Egyptian tycoon Mohamed Al Fayed has said he will appeal against a judicial decision that prevents a full public inquiry taking place in Scotland into the death of his son Dodi and Diana, Princess of Wales.
The judge, Lord Drummond-Young, sitting at the Court of Session in Edinburgh ruled that the Scottish Executive was within its rights in refusing to hold an inquiry into the couple's deaths in Paris in 1997.
Al Fayed, who has a home in Scotland, was trying to use his residence rights to get the Scottish authorities to hold the inquiry. Last December, as he launched his latest bid to hold an official inquiry, Al Fayed claimed both Diana and and Dodi were murdered.
He argued that a French inquiry failed to adequately investigate the crash, and that he was entitled to such a probe under Article 2 of the European Convention on Human Rights.
At the Court of Session in Edinburgh Al Fayed's lawyer, Richard Keen QC, said there were "numerous matters which cast material doubt" on the official explanation of the crash.
A French inquiry concluded that driver Henri Paul, who also died, was drunk and on anti-depressants. He was found to be largely to blame for the fatal crash in the Alma tunnel.
But in court Al Fayed's lawyer said his client had reached the "reasonable belief that the life of his son Dodi may have been taken by force".

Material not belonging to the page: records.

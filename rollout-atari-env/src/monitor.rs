//! Episode statistics written to a monitor directory.
use anyhow::{bail, Result};
use chrono::Local;
use log::info;
use rollout_core::{record::Record, Env, Step};
use serde::{Deserialize, Serialize};
use std::{fs, fs::File, path::PathBuf, time::Instant};

/// Name of the file in the monitor directory.
pub const EPISODES_FILE: &str = "episodes.csv";

#[derive(Debug, Clone, PartialEq, Serialize, Deserialize)]
/// Configuration of [`Monitor`].
pub struct MonitorConfig {
    /// Output directory.
    pub dir: PathBuf,

    /// If `true`, output of a previous run in `dir` is overwritten.
    pub force: bool,
}

impl Default for MonitorConfig {
    fn default() -> Self {
        Self {
            dir: PathBuf::from("./monitor"),
            force: true,
        }
    }
}

impl MonitorConfig {
    /// Sets the output directory.
    pub fn dir(mut self, dir: impl Into<PathBuf>) -> Self {
        self.dir = dir.into();
        self
    }

    /// Sets the overwrite flag.
    pub fn force(mut self, v: bool) -> Self {
        self.force = v;
        self
    }
}

/// A row of the episodes file.
#[derive(Debug, Serialize, Deserialize)]
pub struct EpisodeRow {
    pub episode: usize,
    pub length: usize,
    pub reward: f32,
    pub seconds: f32,
    pub finished_at: String,
}

/// Records the length, return and duration of every episode to a CSV file.
pub struct Monitor<E> {
    env: E,
    writer: csv::Writer<File>,
    episode: usize,
    length: usize,
    reward: f32,
    start: Instant,
}

impl<E: Env> Monitor<E> {
    /// Wraps the environment, creating `<dir>/episodes.csv`.
    pub fn new(env: E, config: &MonitorConfig) -> Result<Self> {
        let path = config.dir.join(EPISODES_FILE);
        if path.exists() {
            if !config.force {
                bail!(
                    "Monitor output {:?} already exists, set force to overwrite it",
                    path
                );
            }
            fs::remove_file(&path)?;
        }
        fs::create_dir_all(&config.dir)?;
        info!("Write episode statistics to {:?}", path);

        Ok(Self {
            env,
            writer: csv::Writer::from_path(&path)?,
            episode: 0,
            length: 0,
            reward: 0.0,
            start: Instant::now(),
        })
    }
}

impl<E: Env> Env for Monitor<E> {
    type Obs = E::Obs;
    type Act = E::Act;

    fn reset(&mut self) -> Result<E::Obs> {
        self.length = 0;
        self.reward = 0.0;
        self.start = Instant::now();
        self.env.reset()
    }

    fn step(&mut self, a: &E::Act) -> Result<(Step<Self>, Record)> {
        let (step, record) = self.env.step(a)?;
        self.length += 1;
        self.reward += step.reward;

        if step.is_done() {
            self.writer.serialize(EpisodeRow {
                episode: self.episode,
                length: self.length,
                reward: self.reward,
                seconds: self.start.elapsed().as_secs_f32(),
                finished_at: Local::now().to_rfc3339(),
            })?;
            self.writer.flush()?;
            self.episode += 1;
        }

        let step = Step::new(step.obs, step.reward, step.is_terminated, step.is_truncated);
        Ok((step, record))
    }
}
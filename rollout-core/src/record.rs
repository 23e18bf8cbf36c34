//! Types and traits for recording diagnostics.
//!
//! A [`Record`] is a flexible container of key-value pairs. Environments return
//! one alongside every step as auxiliary information, wrappers rewrite it, and
//! [`Recorder`]s send it somewhere (TensorBoard, a buffer, nowhere).
//!
//! # Basic Usage
//!
//! ```rust
//! use rollout_core::record::{Record, RecordValue};
//!
//! let mut record = Record::empty();
//! record.insert("diagnostics/fps", RecordValue::Scalar(60.0));
//! record.insert("stats.gauges.diagnostics.lag.action", RecordValue::Array1(vec![0.1, 0.3]));
//!
//! assert_eq!(record.get_scalar("diagnostics/fps").unwrap(), 60.0);
//! ```
mod base;
mod buffered_recorder;
mod null_recorder;
mod recorder;

pub use base::{Record, RecordValue};
pub use buffered_recorder::BufferedRecorder;
pub use null_recorder::NullRecorder;
pub use recorder::Recorder;
//! Environment.
use super::{Act, Obs, Step};
use crate::record::Record;
use anyhow::Result;

/// Represents an environment, typically an MDP.
///
/// Wrappers implement this trait as well, so an environment can be decorated
/// by stacking them; every layer keeps the same reset/step contract.
pub trait Env {
    /// Observation of the environment.
    type Obs: Obs;

    /// Action of the environment.
    type Act: Act;

    /// Resets the environment and returns the initial observation.
    fn reset(&mut self) -> Result<Self::Obs>;

    /// Performes an environment step.
    ///
    /// The returned [`Record`] carries auxiliary information of the step,
    /// like the `info` dictionary of gym environments.
    fn step(&mut self, a: &Self::Act) -> Result<(Step<Self>, Record)>
    where
        Self: Sized;
}
//! Configuration of Atari environments.
//!
//! If environment variable `ATARI_ROM_DIR` exists, it is used as the directory
//! from which ROM images of the Atari games are loaded. Otherwise ROMs are
//! looked up in `$HOME/atari_rom`.
use crate::DiagnosticsConfig;
use anyhow::Result;
use serde::{Deserialize, Serialize};
use std::{
    default::Default,
    env,
    fs::File,
    io::{BufReader, Write},
    path::{Path, PathBuf},
};

/// Converts an environment id like `MsPacman-v0` or `PongNoFrameskip-v4` to
/// the stem of the ROM file, like `ms_pacman` or `pong`.
pub fn rom_name(env_id: &str) -> String {
    let game = env_id.split('-').next().unwrap_or(env_id);
    let game = game
        .trim_end_matches("NoFrameskip")
        .trim_end_matches("Deterministic");

    let mut name = String::new();
    for (i, c) in game.chars().enumerate() {
        if c.is_ascii_uppercase() {
            if i > 0 {
                name.push('_');
            }
            name.push(c.to_ascii_lowercase());
        } else {
            name.push(c);
        }
    }
    name
}

fn default_rom_dir() -> PathBuf {
    match env::var("ATARI_ROM_DIR") {
        Ok(var) => PathBuf::from(var),
        Err(_) => dirs::home_dir()
            .unwrap_or_else(|| PathBuf::from("."))
            .join("atari_rom"),
    }
}

#[derive(Clone, Debug, PartialEq, Serialize, Deserialize)]
#[serde(default)]
/// Configuration of [`AleEnv`](crate::AleEnv) and its wrappers.
pub struct AtariEnvConfig {
    /// Environment id, like `MsPacman-v0`.
    pub name: String,

    /// Directory of the ROM images.
    pub rom_dir: PathBuf,

    /// The number of emulator frames per step.
    pub frame_skip: i32,

    /// Probability of repeating the previous action (sticky actions).
    pub repeat_action_probability: f32,

    /// Episodes are truncated after this number of steps.
    pub max_steps: Option<usize>,

    /// Seed of the emulator, 0 seeds from the time.
    pub seed: i32,

    /// If given, the emulator dumps screens into this directory.
    pub record_screen_dir: Option<PathBuf>,

    /// Configuration of the diagnostics wrapper.
    pub diagnostics: DiagnosticsConfig,
}

impl Default for AtariEnvConfig {
    fn default() -> Self {
        Self {
            name: "MsPacman-v0".to_string(),
            rom_dir: default_rom_dir(),
            frame_skip: 4,
            repeat_action_probability: 0.25,
            max_steps: None,
            seed: 0,
            record_screen_dir: None,
            diagnostics: DiagnosticsConfig::default(),
        }
    }
}

impl AtariEnvConfig {
    /// Sets the environment id.
    pub fn name(mut self, name: impl Into<String>) -> Self {
        self.name = name.into();
        self
    }

    /// Sets the ROM directory.
    pub fn rom_dir(mut self, dir: impl Into<PathBuf>) -> Self {
        self.rom_dir = dir.into();
        self
    }

    /// Sets the number of emulator frames per step.
    pub fn frame_skip(mut self, v: i32) -> Self {
        self.frame_skip = v;
        self
    }

    /// Sets the probability of sticky actions.
    pub fn repeat_action_probability(mut self, v: f32) -> Self {
        self.repeat_action_probability = v;
        self
    }

    /// Sets the maximum number of steps in an episode.
    pub fn max_steps(mut self, v: Option<usize>) -> Self {
        self.max_steps = v;
        self
    }

    /// Sets the seed of the emulator.
    pub fn seed(mut self, v: i32) -> Self {
        self.seed = v;
        self
    }

    /// Sets the directory of screen dumps.
    pub fn record_screen_dir(mut self, dir: Option<PathBuf>) -> Self {
        self.record_screen_dir = dir;
        self
    }

    /// Sets the configuration of the diagnostics wrapper.
    pub fn diagnostics(mut self, config: DiagnosticsConfig) -> Self {
        self.diagnostics = config;
        self
    }

    /// Path of the ROM image of the game.
    pub fn rom_path(&self) -> PathBuf {
        self.rom_dir.join(format!("{}.bin", rom_name(&self.name)))
    }

    /// Loads [`AtariEnvConfig`] from YAML.
    pub fn load(path: impl AsRef<Path>) -> Result<Self> {
        let file = File::open(path)?;
        let rdr = BufReader::new(file);
        let b = serde_yaml::from_reader(rdr)?;
        Ok(b)
    }

    /// Saves [`AtariEnvConfig`].
    pub fn save(&self, path: impl AsRef<Path>) -> Result<()> {
        let mut file = File::create(path)?;
        file.write_all(serde_yaml::to_string(&self)?.as_bytes())?;
        Ok(())
    }
}

#[cfg(test)]
mod test {
    use super::*;
    use tempdir::TempDir;

    #[test]
    fn test_rom_name() {
        assert_eq!(rom_name("MsPacman-v0"), "ms_pacman");
        assert_eq!(rom_name("PongNoFrameskip-v4"), "pong");
        assert_eq!(rom_name("BreakoutDeterministic-v4"), "breakout");
        assert_eq!(rom_name("SpaceInvaders-v0"), "space_invaders");
        assert_eq!(rom_name("pong"), "pong");
    }

    #[test]
    fn test_rom_path() {
        let config = AtariEnvConfig::default()
            .name("PongNoFrameskip-v4")
            .rom_dir("/roms");
        assert_eq!(config.rom_path(), PathBuf::from("/roms/pong.bin"));
    }

    #[test]
    fn test_save_and_load() -> Result<()> {
        let dir = TempDir::new("atari_env_config")?;
        let path = dir.path().join("env.yaml");
        let config = AtariEnvConfig::default()
            .name("PongNoFrameskip-v4")
            .max_steps(Some(10000))
            .diagnostics(DiagnosticsConfig::default().log_interval(100));
        config.save(&path)?;
        assert_eq!(AtariEnvConfig::load(&path)?, config);
        Ok(())
    }

    #[test]
    fn test_missing_fields_take_defaults() -> Result<()> {
        let config: AtariEnvConfig = serde_yaml::from_str("name: Pong-v0\nframe_skip: 1\n")?;
        assert_eq!(config.name, "Pong-v0");
        assert_eq!(config.frame_skip, 1);
        assert_eq!(config.diagnostics.log_interval, 503);
        Ok(())
    }
}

The latest legal skirmishing to try and force a public inquiry follow a second broadcast on US television of audio tapes secretly recorded by Diana shortly before her death.
In the broadcast Diana tells how she confronted her husband's mistress, Camilla Parker Bowles, and told her, "I know what's going on between you and Charles and I just want you to know that."
Parker Bowles is said to have responded, "You've got everything you ever wanted. You've got all the men in the world fall in love with you and you've got two beautiful children, what more do you want?"